L’impegno assunto da tutte le parti in causa, è un incontro da svolgere il 7/11 finalizzato a dare risposte concrete a:

  • ripristino delle ore di lavoro decurtate alle lavoratrici,
  • definire la fruizione di periodi di ferie per la pausa natalizia ed evitare un danno economico a chi lavora,
  • verificare che presso il centro cottura siano chiariti e risolti i problemi esistenti, a partire dalle questioni più semplici come ad esempio quella della elementare dotazione di armadietti personali per tutte le lavoratrici e i lavoratori.
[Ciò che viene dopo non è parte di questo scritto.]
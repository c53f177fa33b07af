use std::env;

use config::Config as ConfigBuilder;
use config::ConfigError;
use config::Environment;
use config::File;
use serde::Deserialize;

#[derive(Debug, Deserialize, Clone)]
pub struct Config {
    pub database: DatabaseConfig,
    pub server: ServerConfig,
    pub jwt: JwtConfig,
    pub email: EmailConfig,
}

#[derive(Debug, Deserialize, Clone)]
pub struct DatabaseConfig {
    pub url: String,
}

#[derive(Debug, Deserialize, Clone)]
pub struct ServerConfig {
    pub http_port: u16,
}

#[derive(Debug, Deserialize, Clone)]
pub struct JwtConfig {
    pub secret: String,
    pub expiration_hours: i64,
}

#[derive(Debug, Deserialize, Clone)]
pub struct EmailConfig {
    pub smtp_host: String,
    pub smtp_port: u16,
    pub smtp_username: String,
    pub smtp_password: String,
    pub from_address: String,
    /// Frontend base URL that password-reset links point at
    pub client_url: String,
}

impl Config {
    /// Load configuration from files with environment variable overrides
    ///
    /// Priority (highest to lowest):
    /// 1. Environment variables (DATABASE__URL, SERVER__HTTP_PORT, etc.)
    /// 2. Environment-specific config file (config/{environment}.toml)
    /// 3. Default config file (config/default.toml)
    pub fn load() -> Result<Self, ConfigError> {
        let run_mode = env::var("RUN_MODE").unwrap_or_else(|_| "development".to_string());

        let configuration = ConfigBuilder::builder()
            // Start with default configuration
            .add_source(File::with_name("config/default").required(false))
            // Layer on environment-specific configuration
            .add_source(File::with_name(&format!("config/{}", run_mode)).required(false))
            // Layer on environment variables (with __ as separator)
            // Example: DATABASE__URL=postgres://... overrides database.url
            .add_source(Environment::with_prefix("").separator("__"))
            .build()?;

        let config: Config = configuration.try_deserialize()?;

        Ok(config)
    }
}
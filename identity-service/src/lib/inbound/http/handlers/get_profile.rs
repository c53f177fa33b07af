use axum::http::StatusCode;
use axum::Extension;

use super::ApiError;
use super::ApiSuccess;
use super::UserData;
use crate::inbound::http::middleware::CurrentUser;

/// Return the caller's own record, as resolved by the authentication gate.
pub async fn get_profile(
    Extension(current): Extension<CurrentUser>,
) -> Result<ApiSuccess<UserData>, ApiError> {
    Ok(ApiSuccess::new(StatusCode::OK, UserData::from(&current)))
}
pub mod sequence;
pub mod user;

pub use sequence::PostgresSequenceAllocator;
pub use user::PostgresUserRepository;
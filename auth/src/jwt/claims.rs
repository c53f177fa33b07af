use chrono::Duration;
use chrono::Utc;
use serde::Deserialize;
use serde::Serialize;

/// Identity claims carried by a bearer token.
///
/// The token is stateless: everything a downstream gate needs to know about
/// the caller travels inside it, bounded only by `exp`.
#[derive(Debug, Clone, Serialize, Deserialize, PartialEq, Eq)]
pub struct Claims {
    /// Subject (user identifier)
    pub sub: String,

    /// Role name at issuance time
    pub role: String,

    /// Email address at issuance time
    pub email: String,

    /// Issued at (Unix timestamp)
    pub iat: i64,

    /// Expiration time (Unix timestamp)
    pub exp: i64,
}

impl Claims {
    /// Create claims for an authenticated identity with automatic expiration.
    ///
    /// # Arguments
    /// * `user_id` - Unique user identifier
    /// * `role` - Role name to embed
    /// * `email` - Email address to embed
    /// * `validity_hours` - Hours until the token expires
    pub fn for_identity(
        user_id: impl ToString,
        role: impl Into<String>,
        email: impl Into<String>,
        validity_hours: i64,
    ) -> Self {
        let now = Utc::now();
        let expiration = now + Duration::hours(validity_hours);

        Self {
            sub: user_id.to_string(),
            role: role.into(),
            email: email.into(),
            iat: now.timestamp(),
            exp: expiration.timestamp(),
        }
    }

    /// Check if the claims are expired at the given instant.
    pub fn is_expired(&self, current_timestamp: i64) -> bool {
        self.exp < current_timestamp
    }
}
use axum::extract::State;
use axum::http::StatusCode;

use super::ApiError;
use super::ApiSuccess;
use super::UserData;
use crate::domain::user::ports::UserServicePort;
use crate::inbound::http::router::AppState;

/// Admin-only listing of every registered user.
pub async fn list_users(
    State(state): State<AppState>,
) -> Result<ApiSuccess<Vec<UserData>>, ApiError> {
    let users = state
        .user_service
        .list_users()
        .await
        .map_err(ApiError::from)?;

    Ok(ApiSuccess::new(
        StatusCode::OK,
        users.iter().map(UserData::from).collect(),
    ))
}
use axum::extract::Request;
use axum::extract::State;
use axum::http::StatusCode;
use axum::http::{self};
use axum::middleware::Next;
use axum::response::IntoResponse;
use axum::response::Response;
use axum::Json;
use chrono::DateTime;
use chrono::Utc;
use serde_json::json;

use crate::domain::user::errors::UserError;
use crate::domain::user::models::EmailAddress;
use crate::domain::user::models::Role;
use crate::domain::user::models::User;
use crate::domain::user::models::UserId;
use crate::domain::user::ports::UserServicePort;
use crate::inbound::http::router::AppState;

/// Extension type carrying the authenticated identity through the request.
///
/// Built from the freshly re-resolved record, never from token claims
/// alone, and deliberately without the password hash.
#[derive(Debug, Clone)]
pub struct CurrentUser {
    pub id: UserId,
    pub display_id: i64,
    pub fullname: String,
    pub email: EmailAddress,
    pub phone: String,
    pub address: String,
    pub role: Role,
    pub created_at: DateTime<Utc>,
}

impl From<&User> for CurrentUser {
    fn from(user: &User) -> Self {
        Self {
            id: user.id,
            display_id: user.display_id,
            fullname: user.fullname.clone(),
            email: user.email.clone(),
            phone: user.phone.clone(),
            address: user.address.clone(),
            role: user.role,
            created_at: user.created_at,
        }
    }
}

/// Middleware that validates bearer tokens and attaches the resolved
/// identity to request extensions.
///
/// The claimed identity is re-resolved against the store on every request,
/// so a stale token for a removed or altered user stops here.
pub async fn authenticate(
    State(state): State<AppState>,
    mut req: Request,
    next: Next,
) -> Result<Response, Response> {
    let token = extract_token_from_header(&req)?;

    let claims = state.authenticator.verify(token).map_err(|e| {
        tracing::warn!("Bearer token rejected: {}", e);
        unauthorized("Invalid or expired token")
    })?;

    let user_id = UserId::from_string(&claims.sub).map_err(|e| {
        tracing::warn!("Failed to parse user ID from token: {}", e);
        unauthorized("Invalid token format")
    })?;

    let user = match state.user_service.get_user(&user_id).await {
        Ok(user) => user,
        Err(UserError::NotFound(_)) => {
            tracing::warn!(user_id = %user_id, "Token subject no longer resolves");
            return Err(unauthorized("Invalid or expired token"));
        }
        Err(e) => {
            tracing::error!(error = %e, "Identity resolution failed");
            return Err((
                StatusCode::INTERNAL_SERVER_ERROR,
                Json(json!({
                    "error": "Internal server error"
                })),
            )
                .into_response());
        }
    };

    req.extensions_mut().insert(CurrentUser::from(&user));

    Ok(next.run(req).await)
}

/// Middleware gating a route to administrators.
///
/// Composes after `authenticate`; without an attached identity the gate
/// fails as unauthorized rather than forbidden.
pub async fn require_admin(req: Request, next: Next) -> Result<Response, Response> {
    authorize(req.extensions().get::<CurrentUser>(), &[Role::Admin])?;
    Ok(next.run(req).await)
}

fn authorize(current: Option<&CurrentUser>, allowed: &[Role]) -> Result<(), Response> {
    let current = current.ok_or_else(|| unauthorized("Missing authenticated identity"))?;

    if allowed.contains(&current.role) {
        Ok(())
    } else {
        Err((
            StatusCode::FORBIDDEN,
            Json(json!({
                "error": "Insufficient role"
            })),
        )
            .into_response())
    }
}

fn unauthorized(message: &str) -> Response {
    (
        StatusCode::UNAUTHORIZED,
        Json(json!({
            "error": message
        })),
    )
        .into_response()
}

fn extract_token_from_header(req: &Request) -> Result<&str, Response> {
    let auth_header = req
        .headers()
        .get(http::header::AUTHORIZATION)
        .ok_or_else(|| unauthorized("Missing Authorization header"))?;

    let auth_str = auth_header
        .to_str()
        .map_err(|_| unauthorized("Invalid Authorization header"))?;

    if !auth_str.starts_with("Bearer ") {
        return Err(unauthorized(
            "Invalid Authorization header format. Expected: Bearer <token>",
        ));
    }

    Ok(auth_str.trim_start_matches("Bearer "))
}

#[cfg(test)]
mod tests {
    use super::*;

    fn current_user(role: Role) -> CurrentUser {
        CurrentUser {
            id: UserId::new(),
            display_id: 1,
            fullname: "Alice Example".to_string(),
            email: EmailAddress::new("alice@example.com".to_string()).unwrap(),
            phone: "0917 555 0101".to_string(),
            address: "12 Example St".to_string(),
            role,
            created_at: Utc::now(),
        }
    }

    #[test]
    fn test_authorize_allows_member_role() {
        let admin = current_user(Role::Admin);
        assert!(authorize(Some(&admin), &[Role::Admin]).is_ok());
    }

    #[test]
    fn test_authorize_rejects_non_member_role_as_forbidden() {
        let adopter = current_user(Role::Adopter);
        let response = authorize(Some(&adopter), &[Role::Admin]).unwrap_err();
        assert_eq!(response.status(), StatusCode::FORBIDDEN);
    }

    #[test]
    fn test_authorize_without_identity_is_unauthorized() {
        let response = authorize(None, &[Role::Admin]).unwrap_err();
        assert_eq!(response.status(), StatusCode::UNAUTHORIZED);
    }
}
Riteniamo inoltre questo appuntamento utile alla verifica della regolarità delle buste paga che le lavoratrici riceveranno alla metà del mese di ottobre per il primo periodo di lavoro svolto.
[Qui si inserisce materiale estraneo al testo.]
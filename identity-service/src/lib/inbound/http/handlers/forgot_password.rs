use axum::extract::State;
use axum::http::StatusCode;
use axum::Json;
use serde::Deserialize;

use super::AcknowledgementData;
use super::ApiError;
use super::ApiSuccess;
use crate::domain::user::models::EmailAddress;
use crate::domain::user::ports::UserServicePort;
use crate::inbound::http::router::AppState;

pub async fn forgot_password(
    State(state): State<AppState>,
    Json(body): Json<ForgotPasswordRequestBody>,
) -> Result<ApiSuccess<AcknowledgementData>, ApiError> {
    // The acknowledgement is identical whether or not the address is
    // registered; an unparseable address cannot belong to an account.
    if let Ok(email) = EmailAddress::new(body.email) {
        state
            .user_service
            .request_password_reset(&email)
            .await
            .map_err(ApiError::from)?;
    }

    Ok(ApiSuccess::new(
        StatusCode::OK,
        AcknowledgementData {
            message: "If an account exists, a reset email has been sent.".to_string(),
        },
    ))
}

#[derive(Debug, Clone, PartialEq, Eq, Deserialize)]
pub struct ForgotPasswordRequestBody {
    email: String,
}
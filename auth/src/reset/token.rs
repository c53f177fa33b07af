use rand::rngs::OsRng;
use rand::RngCore;
use sha2::Digest;
use sha2::Sha256;

/// Number of random bytes backing a raw reset token.
const TOKEN_BYTES: usize = 20;

/// A freshly generated reset token.
///
/// `raw` is handed to the account owner (embedded in a link) and never
/// stored; `digest` is what the store keeps for the later comparison.
pub struct GeneratedResetToken {
    pub raw: String,
    pub digest: String,
}

/// Generator for single-use password-reset tokens.
///
/// Tokens are 20 bytes of OS entropy, hex-encoded. Only the SHA-256 digest
/// of the raw token is meant to be persisted, so a leaked store never yields
/// a usable reset link.
pub struct ResetTokenGenerator;

impl ResetTokenGenerator {
    /// Create a new reset token generator.
    pub fn new() -> Self {
        Self
    }

    /// Generate a high-entropy raw token together with its storable digest.
    pub fn generate(&self) -> GeneratedResetToken {
        let mut bytes = [0u8; TOKEN_BYTES];
        OsRng.fill_bytes(&mut bytes);

        let raw = hex::encode(bytes);
        let digest = self.digest(&raw);

        GeneratedResetToken { raw, digest }
    }

    /// Compute the storable digest of a raw token.
    ///
    /// Deterministic: the same raw token always digests to the same value,
    /// which is how an incoming token is matched against the stored one.
    pub fn digest(&self, raw: &str) -> String {
        hex::encode(Sha256::digest(raw.as_bytes()))
    }
}

impl Default for ResetTokenGenerator {
    fn default() -> Self {
        Self::new()
    }
}
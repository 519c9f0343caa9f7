//! Worker Pool Implementation
//!
//! One tokio task per chunk on the multi-threaded runtime, so workers run in parallel.
//! Each worker processes its talks one at a time and returns its report through its
//! join handle, which is the single delivery point. The coordinator awaits every handle
//! before returning.

use super::types::{Chunk, WorkerReport};
use crate::error::PipelineError;
use crate::extract::extractor::Extractor;
use crate::extract::types::{DocumentRef, TalkResult};
use crate::render::Renderer;

use std::future::Future;
use std::pin::Pin;
use std::sync::Arc;

/// Future returned by an extraction job.
pub type ExtractFuture = Pin<Box<dyn Future<Output = Option<TalkResult>> + Send>>;

/// Type-erased, thread-safe extraction job applied to every talk.
/// Returning `None` marks the talk as failed; the job itself never errors.
pub type ExtractFn = Arc<dyn Fn(DocumentRef) -> ExtractFuture + Send + Sync>;

pub struct WorkerPool {
    job: ExtractFn,
}

impl WorkerPool {
    /// Builds a pool around any async extraction function.
    pub fn new<F, Fut>(job: F) -> Self
    where
        F: Fn(DocumentRef) -> Fut + Send + Sync + 'static,
        Fut: Future<Output = Option<TalkResult>> + Send + 'static,
    {
        // Box::pin erases the concrete future type so the job can be cloned into every worker.
        let job: ExtractFn = Arc::new(move |document: DocumentRef| {
            Box::pin(job(document)) as ExtractFuture
        });

        Self { job }
    }

    /// Pool whose job is `extractor.extract`.
    pub fn with_extractor<R: Renderer>(extractor: Arc<Extractor<R>>) -> Self {
        Self::new(move |document: DocumentRef| {
            let extractor = extractor.clone();
            async move { extractor.extract(&document).await }
        })
    }

    /// Runs one worker per chunk and blocks until all of them delivered.
    ///
    /// Reports come back ordered by worker id. A worker that panics or gets cancelled breaks
    /// the settle-all contract, so the remaining workers are aborted and the run fails.
    pub async fn run(&self, chunks: Vec<Chunk>) -> Result<Vec<WorkerReport>, PipelineError> {
        tracing::info!("Starting {} workers", chunks.len());

        let handles: Vec<_> = chunks
            .into_iter()
            .map(|chunk| {
                let worker_id = chunk.worker_id;
                let job = self.job.clone();
                (worker_id, tokio::spawn(run_worker(chunk, job)))
            })
            .collect();

        let mut reports = Vec::with_capacity(handles.len());
        let mut handles = handles.into_iter();

        while let Some((worker_id, handle)) = handles.next() {
            match handle.await {
                Ok(report) => {
                    tracing::debug!(
                        "Worker {} delivered {} results",
                        worker_id,
                        report.len()
                    );
                    reports.push(report);
                }
                Err(e) => {
                    tracing::error!("Worker {} failed: {}", worker_id, e);
                    for (_, pending) in handles {
                        pending.abort();
                    }
                    return Err(PipelineError::WorkerFailed {
                        worker_id,
                        reason: e.to_string(),
                    });
                }
            }
        }

        tracing::info!("All {} workers finished", reports.len());
        Ok(reports)
    }
}

/// Body of one worker: sequential over its chunk, one result slot per talk.
async fn run_worker(chunk: Chunk, job: ExtractFn) -> WorkerReport {
    let worker_id = chunk.worker_id;
    tracing::info!("Worker {}: counting {} talks", worker_id, chunk.len());

    let mut results = Vec::with_capacity(chunk.len());
    for document in chunk.documents {
        results.push(job(document).await);
    }

    let report = WorkerReport { worker_id, results };
    tracing::info!(
        "Worker {} finished: {} extracted, {} failed",
        worker_id,
        report.extracted(),
        report.failed()
    );
    report
}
Se non giungeranno risposte e soluzioni concrete ai temi posti, a partire dal miglioramento dei contratti, valuteremo insieme a tutte le lavoratrici e i lavoratori le azioni di lotta e di sciopero da condurre.

 

Alessandria, lì 10 ottobre ’18                                          Filcams CGIL          Fisascat CISL
Favola F.                 Vignolo C.

                                                                          

 

Alessandria, 10 ottobre 2018
COMUNICATO STAMPA

image0011

Servizio di refezione scolastica:
la ditta Dussmann ritira richiesta di sospensiva al TAR
La ditta Dussmann, esclusa dall’appalto per l’assegnazione del servizio di refezione scolastica per la Città di Alessandria, ha deciso di ritirare la richiesta di sospensiva avanzata al TAR nel ricorso contro l’attribuzione del servizio alla cooperativa ‘Solidarietà e Lavoro’, richiedendo che la stipula del contratto sia effettuata solo dopo l’esito dell’udienza di merito.
I giudici amministrativi, nel corso dell’udienza di questa mattina, hanno accolta la richiesta avanzate dalla ditta Dussman e fissato la data della discussione del ricorso il prossimo 6 febbraio 2019.
In attesa dell’udienza, il servizio continuerà ad essere erogato senza alcuna interruzione.